» TASK STATEMENT: Below are records; count how many of their lines contain the string "CurrencyFormatter", and give only that number.

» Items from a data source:
● ● ● ● ● ● ●

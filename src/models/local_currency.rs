use serde::Serialize;

use crate::format::CurrencyFormatter;

/// The currency net worth is reported in.
///
/// Owns its formatter so every refresh cycle reuses the same instance.
#[derive(Debug, Clone, PartialEq, Eq, Serialize)]
pub struct LocalCurrency {
    pub id: String,
    pub locale: String,
    #[serde(skip)]
    formatter: CurrencyFormatter,
}

impl LocalCurrency {
    pub fn new(id: impl Into<String>, locale: impl Into<String>) -> Self {
        let id = id.into().trim().to_uppercase();
        let locale = locale.into();
        let formatter = CurrencyFormatter::new(&id, &locale);
        Self {
            id,
            locale,
            formatter,
        }
    }

    pub fn formatter(&self) -> &CurrencyFormatter {
        &self.formatter
    }

    pub fn format(&self, amount: f64) -> String {
        self.formatter.format(amount)
    }
}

● ● ● ● ● ● ●

» RESULT OF THE TASK: 4